Creating a relief carving

One of the advantages of the MPCNC is that you can create some quite intricate work pieces. Relief carvings are 2.5 dimensional art works. They can be made from many of the height map pictures that are available on the Internet however, the holy grail of relief carving is to take a standard picture and create the height map then create the relief carving from that. It sounds simple but actually it’s not so easy. The height maps that are available online look almost like an X-ray and give great detail to the relative heights of the artwork. I created a piece from one of these pictures and it turned out to be an acceptable carving.

Relief carving of a horse

Relief Carving

The picture that it came from looked like this

Height Map

A height map

As you can see by the picture it has been modified to show the high points as lighter colors and the low points and darker colors and gradients in between describing the contours of the horse. I am not sure how these pictures are created, I imagine that someone with artistic skills modifies the picture to create the height map. Given that there are many of these pictures online there may be many practitioners in this artist creativity.

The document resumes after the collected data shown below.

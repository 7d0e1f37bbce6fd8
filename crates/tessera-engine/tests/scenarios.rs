//! Integration test: end-to-end session scenarios through `BoardEngine`.
//!
//! Each scenario resumes a hand-written board, feeds commands one tick
//! at a time, and checks the grid, score, clock, state and the events
//! raised for collaborators.

use proptest::prelude::*;
use tessera_core::{Bests, Cell, Cue, Direction, SessionEvent, SessionSnapshot, SessionState};
use tessera_engine::{BoardEngine, CommandOutcome, EngineConfig};
use tessera_test_utils::fixtures::{CHECKERBOARD, ONE_MOVE_FROM_DEAD};
use tessera_test_utils::snapshot_from_rows;

fn resume(saved: SessionSnapshot) -> BoardEngine {
    BoardEngine::new(EngineConfig::default(), Some(saved), Bests::default()).unwrap()
}

fn value_at(engine: &BoardEngine, row: usize, col: usize) -> u32 {
    let cell = Cell::new(row, col).unwrap();
    engine.grid().tile(cell).map_or(0, |t| t.value())
}

fn saves(events: &[SessionEvent]) -> usize {
    events
        .iter()
        .filter(|e| matches!(e, SessionEvent::SaveRequested(_)))
        .count()
}

// ── Moves and merges ─────────────────────────────────────────────────

#[test]
fn left_merge_lands_at_the_wall() {
    let mut engine = resume(snapshot_from_rows(
        [[32, 32, 0, 0], [0; 4], [0; 4], [0; 4]],
        0,
        0,
    ));
    engine.submit(Direction::Left);
    let report = engine.update(0);

    assert_eq!(report.outcome, CommandOutcome::Moved(Direction::Left));
    assert_eq!(value_at(&engine, 0, 0), 64);
    assert_eq!(engine.scores().current_score(), 64);
    assert_eq!(engine.grid().tiles().count(), 2);
}

#[test]
fn a_tile_merges_once_per_move() {
    let mut engine = resume(snapshot_from_rows(
        [[32, 32, 32, 32], [0; 4], [0; 4], [0; 4]],
        0,
        0,
    ));
    engine.submit(Direction::Left);
    let report = engine.update(0);

    assert_eq!(value_at(&engine, 0, 0), 64);
    assert_eq!(value_at(&engine, 0, 1), 64);
    assert_eq!(engine.scores().current_score(), 128);
    assert_eq!(report.metrics.merges, 2);
}

#[test]
fn merged_tile_does_not_chain() {
    let mut engine = resume(snapshot_from_rows(
        [[32, 32, 64, 0], [0; 4], [0; 4], [0; 4]],
        0,
        0,
    ));
    engine.submit(Direction::Left);
    engine.update(0);

    assert_eq!(value_at(&engine, 0, 0), 64);
    assert_eq!(value_at(&engine, 0, 1), 64);
    assert_eq!(engine.scores().current_score(), 64);
}

#[test]
fn alternating_row_is_blocked() {
    let saved = snapshot_from_rows([[32, 64, 32, 64], [0; 4], [0; 4], [0; 4]], 10, 0);
    let mut engine = resume(saved.clone());
    for dir in [Direction::Left, Direction::Right, Direction::Up] {
        engine.submit(dir);
        let report = engine.update(0);
        assert_eq!(report.outcome, CommandOutcome::Blocked(dir));
        assert!(report.events.is_empty());
    }
    assert_eq!(engine.snapshot().cells, saved.cells);
    assert_eq!(engine.scores().current_score(), 10);
    assert!(!engine.has_started());
}

// ── Terminal states ──────────────────────────────────────────────────

#[test]
fn last_gap_filled_kills_the_session() {
    let mut engine = resume(snapshot_from_rows(ONE_MOVE_FROM_DEAD, 5_000, 0));
    engine.submit(Direction::Left);
    let report = engine.update(0);

    assert_eq!(engine.state(), SessionState::Dead);
    assert!(engine.grid().is_full());
    assert_eq!(report.events.len(), 3);
    assert_eq!(report.events[0], SessionEvent::Cue(Cue::Click));
    assert_eq!(
        report.events[1],
        SessionEvent::Died {
            highest_tile: 1024,
            final_score: 5_000
        }
    );
    assert!(matches!(report.events[2], SessionEvent::SaveRequested(_)));

    let frozen = engine.snapshot();
    engine.submit(Direction::Up);
    let report = engine.update(1_000);
    assert_eq!(report.outcome, CommandOutcome::IgnoredTerminal(Direction::Up));
    assert_eq!(report.metrics.commands_ignored, 1);
    assert!(report.events.is_empty());
    assert_eq!(engine.snapshot(), frozen);
    assert_eq!(engine.state(), SessionState::Dead);
}

#[test]
fn reaching_the_threshold_wins_and_freezes_the_clock() {
    let mut engine = resume(snapshot_from_rows(
        [[1024, 1024, 0, 0], [0, 0, 0, 32], [0; 4], [0; 4]],
        0,
        0,
    ));
    engine.submit(Direction::Up);
    engine.update(1_000);
    engine.update(3_000);
    assert_eq!(engine.scores().elapsed_ms(), 2_000);

    engine.submit(Direction::Left);
    let report = engine.update(5_000);
    assert_eq!(engine.state(), SessionState::Won);
    assert_eq!(value_at(&engine, 0, 0), 2048);
    assert!(report
        .events
        .contains(&SessionEvent::Won { elapsed_ms: 4_000 }));
    assert_eq!(saves(&report.events), 1);

    engine.update(60_000);
    assert_eq!(engine.scores().elapsed_ms(), 4_000);
    assert_eq!(engine.state(), SessionState::Won);
    let later = engine.update(61_000);
    assert!(later.events.is_empty());
}

#[test]
fn dying_and_winning_in_one_move_reports_both() {
    // Left merges 1024+1024 at the wall; the spawn fills (3,3) and no
    // equal neighbours remain anywhere.
    let mut engine = resume(snapshot_from_rows(
        [
            [128, 256, 128, 256],
            [256, 128, 256, 128],
            [128, 256, 128, 256],
            [1024, 1024, 512, 1024],
        ],
        3_000,
        7_000,
    ));
    engine.submit(Direction::Left);
    let report = engine.update(0);

    assert_eq!(report.outcome, CommandOutcome::Moved(Direction::Left));
    assert_eq!(value_at(&engine, 3, 0), 2048);
    assert!(engine.grid().is_dead());
    assert_eq!(engine.state(), SessionState::Won);
    assert_eq!(report.events.len(), 4);
    assert_eq!(report.events[0], SessionEvent::Cue(Cue::Click));
    assert_eq!(
        report.events[1],
        SessionEvent::Died {
            highest_tile: 2048,
            final_score: 5_048
        }
    );
    assert_eq!(report.events[2], SessionEvent::Won { elapsed_ms: 7_000 });
    assert!(matches!(report.events[3], SessionEvent::SaveRequested(_)));
    assert_eq!(saves(&report.events), 1);

    let later = engine.update(1_000);
    assert!(later.events.is_empty());
    assert_eq!(engine.state(), SessionState::Won);
}

#[test]
fn completed_saves_start_a_new_game() {
    let mut won = [[0; 4]; 4];
    won[2][1] = 2048;
    for rows in [CHECKERBOARD, won] {
        let engine = resume(snapshot_from_rows(rows, 9_999, 1_234));
        assert_eq!(engine.state(), SessionState::Active);
        assert_eq!(engine.grid().tiles().count(), 2);
        assert_eq!(engine.scores().current_score(), 0);
        assert_eq!(engine.scores().elapsed_ms(), 0);
    }
}

#[test]
fn empty_save_starts_a_new_game() {
    let mut engine = resume(snapshot_from_rows([[0; 4]; 4], 300, 2_000));
    assert_eq!(engine.grid().tiles().count(), 2);
    assert_eq!(engine.scores().current_score(), 0);
    assert_eq!(engine.scores().elapsed_ms(), 0);

    let report = engine.update(0);
    assert_eq!(saves(&report.events), 1);
    let moved = Direction::ALL.into_iter().any(|dir| {
        engine.submit(dir);
        matches!(engine.update(0).outcome, CommandOutcome::Moved(_))
    });
    assert!(moved);
}

#[test]
fn corrupted_save_starts_a_new_game() {
    let mut engine = resume(snapshot_from_rows(
        [[48, 0, 0, 0], [0; 4], [0; 4], [0; 4]],
        900,
        0,
    ));
    assert_eq!(engine.scores().current_score(), 0);
    assert_eq!(engine.grid().tiles().count(), 2);
    let report = engine.update(0);
    assert_eq!(saves(&report.events), 1);
}

#[test]
fn reset_after_death_returns_to_active() {
    let mut engine = resume(snapshot_from_rows(ONE_MOVE_FROM_DEAD, 5_000, 0));
    engine.submit(Direction::Left);
    engine.update(0);
    assert_eq!(engine.state(), SessionState::Dead);

    engine.reset();
    assert_eq!(engine.state(), SessionState::Active);
    assert_eq!(engine.grid().tiles().count(), 2);
    assert_eq!(engine.scores().best_score(), 5_000);
    assert!(!engine.grid().is_dead());
}

#[test]
fn best_score_seeded_from_leaderboard() {
    let bests = Bests {
        best_score: 10_000,
        fastest_time_ms: Some(90_000),
    };
    let mut engine = BoardEngine::new(
        EngineConfig::default(),
        Some(snapshot_from_rows(
            [[32, 32, 0, 0], [0; 4], [0; 4], [0; 4]],
            0,
            0,
        )),
        bests,
    )
    .unwrap();
    engine.submit(Direction::Left);
    engine.update(0);
    assert_eq!(engine.scores().best_score(), 10_000);
    assert_eq!(engine.scores().best_time_ms(), Some(90_000));
}

// ── Properties ───────────────────────────────────────────────────────

fn direction() -> impl Strategy<Value = Direction> {
    prop_oneof![
        Just(Direction::Left),
        Just(Direction::Right),
        Just(Direction::Up),
        Just(Direction::Down),
    ]
}

proptest! {
    #[test]
    fn random_play_keeps_session_consistent(
        seed in any::<u64>(),
        moves in prop::collection::vec(direction(), 1..200),
    ) {
        let config = EngineConfig { seed, ..EngineConfig::default() };
        let mut engine = BoardEngine::new(config, None, Bests::default()).unwrap();
        let mut score = 0;
        let mut sum = engine.grid().tile_sum();
        let mut terminal: Option<SessionState> = None;

        for (i, dir) in moves.into_iter().enumerate() {
            engine.submit(dir);
            let report = engine.update(i as u64 * 16);

            prop_assert!(engine.scores().current_score() >= score);
            prop_assert!(engine.grid().tile_sum() >= sum);
            prop_assert!(engine.scores().best_score() >= engine.scores().current_score());
            if let Some(state) = terminal {
                prop_assert_eq!(engine.state(), state);
                prop_assert!(!matches!(report.outcome, CommandOutcome::Moved(_)));
            }
            if engine.state().is_terminal() {
                terminal = Some(engine.state());
            }
            score = engine.scores().current_score();
            sum = engine.grid().tile_sum();
        }
    }
}
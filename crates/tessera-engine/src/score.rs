//! Score and play-time bookkeeping for one session.

use tessera_core::{Bests, SessionSnapshot, SessionState};
use tessera_grid::{Grid, GridRules, Layout};

/// Current score, elapsed play time, and the leaderboard bests shown
/// beside them.
///
/// The best score is raised when the current score passes it; the best
/// time is display-only and never changed here.
#[derive(Clone, Debug, Default, PartialEq, Eq)]
pub struct ScoreTracker {
    current_score: u64,
    elapsed_ms: u64,
    best_score: u64,
    best_time_ms: Option<u64>,
}

impl ScoreTracker {
    /// A zeroed tracker that compares against `bests`.
    pub fn new(bests: Bests) -> Self {
        Self {
            current_score: 0,
            elapsed_ms: 0,
            best_score: bests.best_score,
            best_time_ms: bests.fastest_time_ms,
        }
    }

    /// Whether a fresh board must be dealt instead of resuming `saved`.
    ///
    /// True when there is no save, when the save holds no tiles, when it
    /// does not describe a legal board under `rules`, or when the saved
    /// board is already dead or won.
    pub fn new_game(saved: Option<&SessionSnapshot>, rules: GridRules) -> bool {
        let Some(saved) = saved.filter(|s| !s.is_empty()) else {
            return true;
        };
        match Grid::from_values(&saved.cells, rules, Layout::default()) {
            Ok(grid) => grid.is_dead() || grid.is_won(),
            Err(_) => true,
        }
    }

    /// Restore score and elapsed time from a resumed save.
    pub fn restore(&mut self, saved: &SessionSnapshot) {
        self.current_score = saved.score;
        self.elapsed_ms = saved.elapsed_ms;
    }

    /// Credit one merge with the value of the tile it produced.
    pub fn register_merge(&mut self, new_tile_value: u32) {
        self.current_score += u64::from(new_tile_value);
    }

    /// Update elapsed play time.
    ///
    /// Ignored once the session is terminal or before the first move, so
    /// the last running value stays frozen.
    pub fn tick(&mut self, elapsed_since_start_ms: u64, state: SessionState, started: bool) {
        if started && !state.is_terminal() {
            self.elapsed_ms = elapsed_since_start_ms;
        }
    }

    /// Raise the best score to the current score if it is higher.
    /// Returns whether it was raised.
    pub fn raise_best(&mut self) -> bool {
        if self.current_score > self.best_score {
            self.best_score = self.current_score;
            true
        } else {
            false
        }
    }

    /// Zero score and time for a new game. Bests are kept.
    pub fn reset(&mut self) {
        self.current_score = 0;
        self.elapsed_ms = 0;
    }

    /// Score of the current session.
    pub fn current_score(&self) -> u64 {
        self.current_score
    }

    /// Play time of the current session in milliseconds.
    pub fn elapsed_ms(&self) -> u64 {
        self.elapsed_ms
    }

    /// Best known score, including the current session.
    pub fn best_score(&self) -> u64 {
        self.best_score
    }

    /// Fastest recorded win, if any.
    pub fn best_time_ms(&self) -> Option<u64> {
        self.best_time_ms
    }
}

#[cfg(test)]
mod tests {
    use super::*;
    use tessera_core::CELL_COUNT;

    fn saved(cells: [u32; CELL_COUNT]) -> SessionSnapshot {
        SessionSnapshot {
            cells,
            score: 500,
            elapsed_ms: 7_000,
        }
    }

    #[test]
    fn merge_credits_result_value() {
        let mut scores = ScoreTracker::default();
        scores.register_merge(64);
        scores.register_merge(128);
        assert_eq!(scores.current_score(), 192);
    }

    #[test]
    fn clock_waits_for_first_move_and_freezes() {
        let mut scores = ScoreTracker::default();
        scores.tick(500, SessionState::Active, false);
        assert_eq!(scores.elapsed_ms(), 0);

        scores.tick(1_200, SessionState::Active, true);
        assert_eq!(scores.elapsed_ms(), 1_200);

        scores.tick(9_999, SessionState::Won, true);
        assert_eq!(scores.elapsed_ms(), 1_200);
        scores.tick(9_999, SessionState::Dead, true);
        assert_eq!(scores.elapsed_ms(), 1_200);
    }

    #[test]
    fn best_rises_only_when_beaten() {
        let mut scores = ScoreTracker::new(Bests {
            best_score: 100,
            fastest_time_ms: Some(60_000),
        });
        scores.register_merge(64);
        assert!(!scores.raise_best());
        assert_eq!(scores.best_score(), 100);

        scores.register_merge(64);
        assert!(scores.raise_best());
        assert_eq!(scores.best_score(), 128);

        scores.reset();
        assert_eq!(scores.current_score(), 0);
        assert_eq!(scores.best_score(), 128);
        assert_eq!(scores.best_time_ms(), Some(60_000));
    }

    #[test]
    fn new_game_when_nothing_to_resume() {
        let rules = GridRules::default();
        assert!(ScoreTracker::new_game(None, rules));

        let mut cells = [0; CELL_COUNT];
        assert!(ScoreTracker::new_game(Some(&saved(cells)), rules));

        cells[0] = 32;
        assert!(!ScoreTracker::new_game(Some(&saved(cells)), rules));

        cells[1] = 33;
        assert!(ScoreTracker::new_game(Some(&saved(cells)), rules));
    }

    #[test]
    fn new_game_after_finished_session() {
        let rules = GridRules::default();
        let mut won = [0; CELL_COUNT];
        won[4] = 2048;
        assert!(ScoreTracker::new_game(Some(&saved(won)), rules));

        let mut dead = [0; CELL_COUNT];
        for (i, v) in dead.iter_mut().enumerate() {
            *v = if (i / 4 + i % 4) % 2 == 0 { 32 } else { 64 };
        }
        assert!(ScoreTracker::new_game(Some(&saved(dead)), rules));
    }

    #[test]
    fn restore_copies_score_and_time() {
        let mut scores = ScoreTracker::default();
        scores.restore(&saved([0; CELL_COUNT]));
        assert_eq!(scores.current_score(), 500);
        assert_eq!(scores.elapsed_ms(), 7_000);
    }
}
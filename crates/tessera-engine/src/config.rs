//! Engine configuration, validation, and error types.
//!
//! [`EngineConfig`] is the builder-input for a [`BoardEngine`](crate::BoardEngine)
//! and its [`Host`](crate::Host). [`validate()`](EngineConfig::validate)
//! checks every field once at startup; nothing downstream re-checks.

use std::error::Error;
use std::fmt;
use std::time::Duration;

use tessera_grid::{GridRules, Layout, LayoutError};

// ── ConfigError ────────────────────────────────────────────────────

/// Errors detected during [`EngineConfig::validate()`] or host startup.
#[derive(Clone, Debug, PartialEq)]
pub enum ConfigError {
    /// `spawn_base` is zero or not a power of two.
    InvalidSpawnBase {
        /// The configured value.
        value: u32,
    },
    /// `win_threshold` is not a power of two above the higher spawn tier.
    InvalidWinThreshold {
        /// The configured threshold.
        threshold: u32,
        /// The higher spawn tier it must exceed.
        high_tier: u32,
    },
    /// `save_interval_ticks` is zero.
    SaveIntervalZero,
    /// `tick_rate_hz` is not positive and finite, or its tick length is
    /// zero or too long to represent.
    InvalidTickRate {
        /// The invalid value.
        value: f64,
    },
    /// `max_catch_up_ticks` is zero, so the driver could never update.
    CatchUpZero,
    /// `outbox_capacity` is zero.
    OutboxZero,
    /// Board geometry cannot be rendered or slides would not terminate.
    InvalidLayout {
        /// The field that was rejected.
        reason: LayoutError,
    },
    /// A background thread could not be spawned.
    ThreadSpawnFailed {
        /// Description of which thread failed.
        reason: String,
    },
}

impl fmt::Display for ConfigError {
    fn fmt(&self, f: &mut fmt::Formatter<'_>) -> fmt::Result {
        match self {
            Self::InvalidSpawnBase { value } => {
                write!(f, "spawn_base must be a non-zero power of two, got {value}")
            }
            Self::InvalidWinThreshold {
                threshold,
                high_tier,
            } => write!(
                f,
                "win_threshold {threshold} must be a power of two above the spawn tier {high_tier}"
            ),
            Self::SaveIntervalZero => write!(f, "save_interval_ticks must be at least 1"),
            Self::InvalidTickRate { value } => {
                write!(f, "tick_rate_hz must give a non-zero finite tick, got {value}")
            }
            Self::CatchUpZero => write!(f, "max_catch_up_ticks must be at least 1"),
            Self::OutboxZero => write!(f, "outbox_capacity must be at least 1"),
            Self::InvalidLayout { reason } => write!(f, "invalid layout: {reason}"),
            Self::ThreadSpawnFailed { reason } => write!(f, "thread spawn failed: {reason}"),
        }
    }
}

impl Error for ConfigError {
    fn source(&self) -> Option<&(dyn Error + 'static)> {
        match self {
            Self::InvalidLayout { reason } => Some(reason),
            _ => None,
        }
    }
}

impl From<LayoutError> for ConfigError {
    fn from(reason: LayoutError) -> Self {
        Self::InvalidLayout { reason }
    }
}

// ── EngineConfig ───────────────────────────────────────────────────

/// Complete configuration for one engine and its driver.
#[derive(Clone, Debug, PartialEq)]
pub struct EngineConfig {
    /// Seed of the spawn source. Same seed and inputs give the same game.
    pub seed: u64,
    /// Lower spawn tier; the higher tier is twice this. Default: 32.
    pub spawn_base: u32,
    /// Tile value that wins the game. Default: 2048.
    pub win_threshold: u32,
    /// Ticks between periodic saves. Default: 120 (2 s at 60 Hz).
    pub save_interval_ticks: u64,
    /// Logical updates per second. Default: 60.0.
    pub tick_rate_hz: f64,
    /// Most updates run for one frame before the backlog is dropped. Default: 8.
    pub max_catch_up_ticks: u32,
    /// Slots in the host's event outbox when threaded. Default: 64.
    pub outbox_capacity: usize,
    /// Board pixel geometry.
    pub layout: Layout,
}

impl Default for EngineConfig {
    fn default() -> Self {
        let rules = GridRules::default();
        Self {
            seed: 0,
            spawn_base: rules.spawn_base,
            win_threshold: rules.win_threshold,
            save_interval_ticks: 120,
            tick_rate_hz: 60.0,
            max_catch_up_ticks: 8,
            outbox_capacity: 64,
            layout: Layout::default(),
        }
    }
}

impl EngineConfig {
    /// Check structural invariants.
    pub fn validate(&self) -> Result<(), ConfigError> {
        if !self.spawn_base.is_power_of_two() {
            return Err(ConfigError::InvalidSpawnBase {
                value: self.spawn_base,
            });
        }
        let high_tier = self.spawn_base.checked_mul(2).unwrap_or(u32::MAX);
        if !self.win_threshold.is_power_of_two() || self.win_threshold <= high_tier {
            return Err(ConfigError::InvalidWinThreshold {
                threshold: self.win_threshold,
                high_tier,
            });
        }
        if self.save_interval_ticks == 0 {
            return Err(ConfigError::SaveIntervalZero);
        }
        let tick = self
            .tick_rate_hz
            .is_finite()
            .then(|| Duration::try_from_secs_f64(1.0 / self.tick_rate_hz).ok())
            .flatten();
        if !matches!(tick, Some(t) if !t.is_zero()) {
            return Err(ConfigError::InvalidTickRate {
                value: self.tick_rate_hz,
            });
        }
        if self.max_catch_up_ticks == 0 {
            return Err(ConfigError::CatchUpZero);
        }
        if self.outbox_capacity == 0 {
            return Err(ConfigError::OutboxZero);
        }
        self.layout.validate()?;
        Ok(())
    }

    /// Grid value rules derived from this config.
    pub fn rules(&self) -> GridRules {
        GridRules {
            spawn_base: self.spawn_base,
            win_threshold: self.win_threshold,
        }
    }

    /// Wall-clock length of one logical update.
    ///
    /// Only meaningful on a validated config.
    pub fn tick_duration(&self) -> Duration {
        Duration::from_secs_f64(1.0 / self.tick_rate_hz)
    }
}

#[cfg(test)]
mod tests {
    use super::*;

    #[test]
    fn default_is_valid() {
        let config = EngineConfig::default();
        assert!(config.validate().is_ok());
        assert_eq!(config.rules(), GridRules::default());
        assert_eq!(config.tick_duration().as_micros(), 16_666);
    }

    #[test]
    fn spawn_base_must_be_power_of_two() {
        for value in [0, 3, 48] {
            let config = EngineConfig {
                spawn_base: value,
                ..EngineConfig::default()
            };
            assert_eq!(
                config.validate(),
                Err(ConfigError::InvalidSpawnBase { value })
            );
        }
    }

    #[test]
    fn win_threshold_must_exceed_spawn_tiers() {
        let config = EngineConfig {
            win_threshold: 64,
            ..EngineConfig::default()
        };
        assert_eq!(
            config.validate(),
            Err(ConfigError::InvalidWinThreshold {
                threshold: 64,
                high_tier: 64
            })
        );

        let config = EngineConfig {
            win_threshold: 1000,
            ..EngineConfig::default()
        };
        assert!(matches!(
            config.validate(),
            Err(ConfigError::InvalidWinThreshold { .. })
        ));
    }

    #[test]
    fn tick_rate_must_be_finite_and_positive() {
        for value in [0.0, -0.0, -60.0, f64::NAN, f64::INFINITY] {
            let config = EngineConfig {
                tick_rate_hz: value,
                ..EngineConfig::default()
            };
            assert!(matches!(
                config.validate(),
                Err(ConfigError::InvalidTickRate { .. })
            ));
        }
    }

    #[test]
    fn tick_rate_must_give_a_representable_tick() {
        // Sub-nanosecond tick, and a tick longer than Duration can hold.
        for value in [1.0e10, 1.0e-300] {
            let config = EngineConfig {
                tick_rate_hz: value,
                ..EngineConfig::default()
            };
            assert_eq!(
                config.validate(),
                Err(ConfigError::InvalidTickRate { value })
            );
        }

        let fast = EngineConfig {
            tick_rate_hz: 1.0e6,
            ..EngineConfig::default()
        };
        assert!(fast.validate().is_ok());
        assert!(!fast.tick_duration().is_zero());
    }

    #[test]
    fn zero_counts_rejected() {
        let zero_save = EngineConfig {
            save_interval_ticks: 0,
            ..EngineConfig::default()
        };
        assert_eq!(zero_save.validate(), Err(ConfigError::SaveIntervalZero));

        let zero_catch_up = EngineConfig {
            max_catch_up_ticks: 0,
            ..EngineConfig::default()
        };
        assert_eq!(zero_catch_up.validate(), Err(ConfigError::CatchUpZero));

        let zero_outbox = EngineConfig {
            outbox_capacity: 0,
            ..EngineConfig::default()
        };
        assert_eq!(zero_outbox.validate(), Err(ConfigError::OutboxZero));
    }

    #[test]
    fn layout_errors_carry_the_field() {
        let config = EngineConfig {
            layout: Layout {
                slide_speed: 0,
                ..Layout::default()
            },
            ..EngineConfig::default()
        };
        let err = config.validate().unwrap_err();
        assert_eq!(
            err,
            ConfigError::InvalidLayout {
                reason: LayoutError::SlideSpeed { value: 0 }
            }
        );
        assert!(err.source().is_some());
        assert!(err.to_string().contains("slide_speed"));
    }
}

I tried to create something similar from a very straight forward picture of a Poppy.

I just took the picture into an image manipulation program (GIMP) and made it grey scale then inverted it the result was this.

As you can see the center of the Poppy would be standing proud (it’s the whitest part) the letters would stand up, the petals would be lower but the heights may not be what one would expect or desire from the picture.

I have been experimenting with this technique and found this video that explains a different technique that gives you a little more control over what is going to be high and low. However, I found that the directions in the video are great but you need to make the gradient black in the foreground and white in the background which is opposite to what is shown. Once you create a picture this way you can use that as your height map. I found that taking that picture into Inkscape and saving it as a plain SVG made a big difference in the time it takes Fusion 360 import the picture as a mesh.

In Fusion, I am using image2surface which is an add-in it takes the height map image and creates a mesh from it.

Once you have the mesh in Fusion you can create a new form then use the convert tool to convert a quad-mesh to a T-spline once this is complete you have your model that can be used in the model space. You can take the T-spline body and split a solid with it, that will give you a block with the relief on it.